Marc Hearron, a lawyer for a coalition of abortion providers, argued that the providers should be able to proceed with a lawsuit targeting not only Texas officials but also state court judges, clerks and any private parties who are responsible for implementing the law. The crux of the argument is that the state legislature cannot craft a law that’s insulated from review in federal courts, particularly when the state has delegated enforcement to the general public.

While the state would be immune from such a lawsuit under normal circumstances, Hearron argued that in this instance the case can go forward because a federal constitutional right is at stake and private individuals are acting as agents of the state.

“In enacting SB 8, the Texas Legislature not only deliberately prohibited the exercise of a constitutional right recognized by this court, it did everything it could to evade effective judicial protection of that right in federal or state court,” he said.

He said the lawsuit should be able to go forward because the state “delegated enforcement to literally any person anywhere except for its own state officials.”

But Texas Solicitor General Judd Stone said the case should not be able to proceed in federal court because the state is not the proper defendant, since SB 8 bars state officials from enforcing the law.
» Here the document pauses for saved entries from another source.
//! Block cipher state machine.
//!
//! `BlockCipher` composes the streaming buffer, a chaining mode, and a
//! padding scheme around a raw block primitive. The primitive itself is an
//! external collaborator behind the `CipherAlgorithm` seam; this crate never
//! implements a key schedule or round function.

use std::sync::Arc;

use crate::buffer::WordBuffer;
use crate::buffered::BlockBuffer;
use crate::config::CipherConfig;
use crate::mode::{BlockMode, Cbc, ModeState};
use crate::padding::{Padding, Pkcs7};
use blockvault_common::{Error, Result};

/// Object-safe contract of a raw block primitive.
///
/// Implementations operate in place on a fixed-size word window starting at
/// `offset`.
pub trait BlockTransform {
    /// Block size in 32-bit words.
    fn block_size_words(&self) -> usize;

    /// Encrypt one block in place.
    fn encrypt_block(&mut self, words: &mut [u32], offset: usize);

    /// Decrypt one block in place.
    fn decrypt_block(&mut self, words: &mut [u32], offset: usize);
}

/// A block primitive that can be keyed and identified.
pub trait CipherAlgorithm: BlockTransform + Clone + 'static {
    /// Stable identifier for serialized results.
    const ID: &'static str;

    /// Key size in words expected by the password flow.
    const KEY_SIZE_WORDS: usize = 4;

    /// IV size in words expected by the password flow.
    const IV_SIZE_WORDS: usize = 4;

    /// Run the primitive's key schedule.
    ///
    /// # Errors
    /// - `Error::InvalidInput` if the key has the wrong size.
    fn from_key(key: &WordBuffer) -> Result<Self>;
}

/// Transform direction, fixed for a session's lifetime.
#[derive(Debug, Clone, Copy, PartialEq, Eq)]
pub enum Direction {
    Encrypt,
    Decrypt,
}

/// Streaming encrypt/decrypt session over a block primitive.
pub struct BlockCipher<A: CipherAlgorithm> {
    algorithm: A,
    direction: Direction,
    mode: Arc<dyn BlockMode>,
    padding: Arc<dyn Padding>,
    iv: Option<WordBuffer>,
    buffer: BlockBuffer,
    mode_state: Option<Box<dyn ModeState>>,
}

impl<A: CipherAlgorithm> Clone for BlockCipher<A> {
    fn clone(&self) -> Self {
        Self {
            algorithm: self.algorithm.clone(),
            direction: self.direction,
            mode: self.mode.clone(),
            padding: self.padding.clone(),
            iv: self.iv.clone(),
            buffer: self.buffer.clone(),
            mode_state: self.mode_state.as_ref().map(|s| s.boxed_clone()),
        }
    }
}

impl<A: CipherAlgorithm> BlockCipher<A> {
    /// Build an encrypting session.
    pub fn encryptor(key: &WordBuffer, cfg: &CipherConfig) -> Result<Self> {
        Self::with_direction(Direction::Encrypt, key, cfg)
    }

    /// Build a decrypting session.
    pub fn decryptor(key: &WordBuffer, cfg: &CipherConfig) -> Result<Self> {
        Self::with_direction(Direction::Decrypt, key, cfg)
    }

    fn with_direction(direction: Direction, key: &WordBuffer, cfg: &CipherConfig) -> Result<Self> {
        let algorithm = A::from_key(key)?;
        let block_size = algorithm.block_size_words();
        let mut cipher = Self {
            algorithm,
            direction,
            mode: cfg.mode.clone().unwrap_or_else(|| Arc::new(Cbc)),
            padding: cfg.padding.clone().unwrap_or_else(|| Arc::new(Pkcs7)),
            iv: cfg.iv.clone(),
            buffer: BlockBuffer::new(block_size),
            mode_state: None,
        };
        cipher.reset();
        Ok(cipher)
    }

    pub fn direction(&self) -> Direction {
        self.direction
    }

    pub fn block_size_words(&self) -> usize {
        self.algorithm.block_size_words()
    }

    pub fn mode_id(&self) -> &'static str {
        self.mode.id()
    }

    pub fn padding_id(&self) -> &'static str {
        self.padding.id()
    }

    /// The IV this session chains from, if one was configured.
    pub fn iv(&self) -> Option<&WordBuffer> {
        self.iv.as_ref()
    }

    /// Total bytes fed into the session so far.
    pub fn bytes_processed(&self) -> usize {
        self.buffer.bytes_seen()
    }

    /// Re-initialize the streaming buffer and chaining state.
    ///
    /// The existing mode state is re-initialized in place; it is only
    /// allocated on first use, since the direction (and therefore the mode
    /// factory) never changes for a session.
    pub fn reset(&mut self) {
        self.buffer.reset();
        if self.direction == Direction::Decrypt {
            // The last ciphertext block stays buffered until finalize so
            // padding is removed from a complete block.
            self.buffer.set_min_buffered_blocks(1);
        }

        let iv_words = self.iv.as_ref().map(|iv| iv.words().to_vec());
        let iv = iv_words.as_deref();
        match &mut self.mode_state {
            Some(state) => state.reinit(iv),
            None => {
                let state = match self.direction {
                    Direction::Encrypt => self.mode.encryptor(iv),
                    Direction::Decrypt => self.mode.decryptor(iv),
                };
                self.mode_state = Some(state);
            }
        }
    }

    /// Feed data into the session, returning any blocks that became ready.
    ///
    /// May be called any number of times; returns an empty buffer while
    /// insufficient data has accumulated.
    pub fn process(&mut self, data: impl Into<WordBuffer>) -> WordBuffer {
        self.buffer.append(&data.into());
        self.process_ready(false)
    }

    /// Flush the session.
    ///
    /// Encrypting: pads the buffered tail and emits all remaining blocks.
    /// Decrypting: emits all remaining blocks, including the reserved last
    /// one, and unpads the result.
    ///
    /// # Errors
    /// - `Error::InsufficientData` if a decryptor holds less than one full
    ///   block, leaving nothing to unpad.
    pub fn finalize(&mut self) -> Result<WordBuffer> {
        match self.direction {
            Direction::Encrypt => {
                let block_size = self.algorithm.block_size_words();
                self.padding.pad(self.buffer.data_mut(), block_size);
                Ok(self.process_ready(true))
            }
            Direction::Decrypt => {
                let block_size_bytes = self.algorithm.block_size_words() * 4;
                let buffered = self.buffer.buffered_bytes();
                if buffered < block_size_bytes {
                    return Err(Error::InsufficientData(format!(
                        "decryption requires at least one full block ({block_size_bytes} bytes), {buffered} buffered"
                    )));
                }
                let mut plaintext = self.process_ready(true);
                self.padding.unpad(&mut plaintext)?;
                Ok(plaintext)
            }
        }
    }

    /// Append a final chunk and flush in one call.
    pub fn finalize_all(&mut self, data: impl Into<WordBuffer>) -> Result<WordBuffer> {
        let mut out = self.process(data);
        out.concat(&self.finalize()?);
        Ok(out)
    }

    fn process_ready(&mut self, flush: bool) -> WordBuffer {
        let Self {
            algorithm,
            buffer,
            mode_state,
            ..
        } = self;
        match mode_state {
            Some(state) => buffer.process(flush, |words, offset| {
                state.process_block(&mut *algorithm, words, offset)
            }),
            None => WordBuffer::new(),
        }
    }
}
He stressed that the law allows civil lawsuits to proceed in state courts after an abortion is challenged.

Critically, Justice Amy Coney Barrett expressed discomfort with the idea that a federal court could not hear the challenge and wondered if a federal constitutional defense “can be fully aired” in state courts. She seemed troubled that a state court hearing would be sufficient to air constitutional grievances.

And Justice Brett Kavanaugh wondered if other states might copy the law to restrict other rights concerning such issues as gun control and free speech. He asked whether the law couldn’t be “easily replicated in other states that disfavor other constitutional rights.”

Critically, though, while Barrett and Kavanaugh seemed receptive to the argument put forward by the providers, both had previously voted to allow the controversial law to remain in effect.

Roberts, on the other hand, who would have voted to block SB 8, did express some concern that the providers were targeting state judges who might implement the law. “You might appreciate that the idea of suing the judges sort of got our attention,” he said to Hearron.

But at another point Roberts worried about the chilling effect of the law. As things stand, providers are not attempting to carry out abortions because of draconian penalties. That means Roe v. Wade has become a dead letter in the state.

“As I understand it,” Roberts said to Stone, “the only way in which you get federal court review is, of course, for somebody to take action that violates the state law,” suggesting that such legal challenges may never reach open court.

Conservative Justice Neil Gorsuch emerged as the strongest defender of Texas’ argument, while Kagan expressed the most criticism, at one point sarcastically referring to the law’s architects as “some geniuses.”

When it was her turn, US Solicitor General Elizabeth Prelogar vigorously defended the government’s ability to challenge the law, calling it a “brazen attack” on the coordinate branches of federal government.

But Roberts grilled her on the scope of the government’s argument. “The authority you assert is broad as can be,” he said referring to it as a “limitless, ill-defined” authority.

Justice Samuel Alito said he understood the government’s concerns —”I get it,” he told Prelogar — but he rejected her argument that the court’s opinion would apply only to the case at hand. “When we decide a case, the rule that we establish should apply to everybody,” he said.

Kagan continued her attack on the law. She told Stone that if he were right, “we would be inviting states – all 50 of them – with respect to their unpreferred constitutional rights, to try to nullify the law” when it comes to issues like “guns, same-sex marriage, religious rights.” She said there would be “nothing the Supreme Court could do about it.”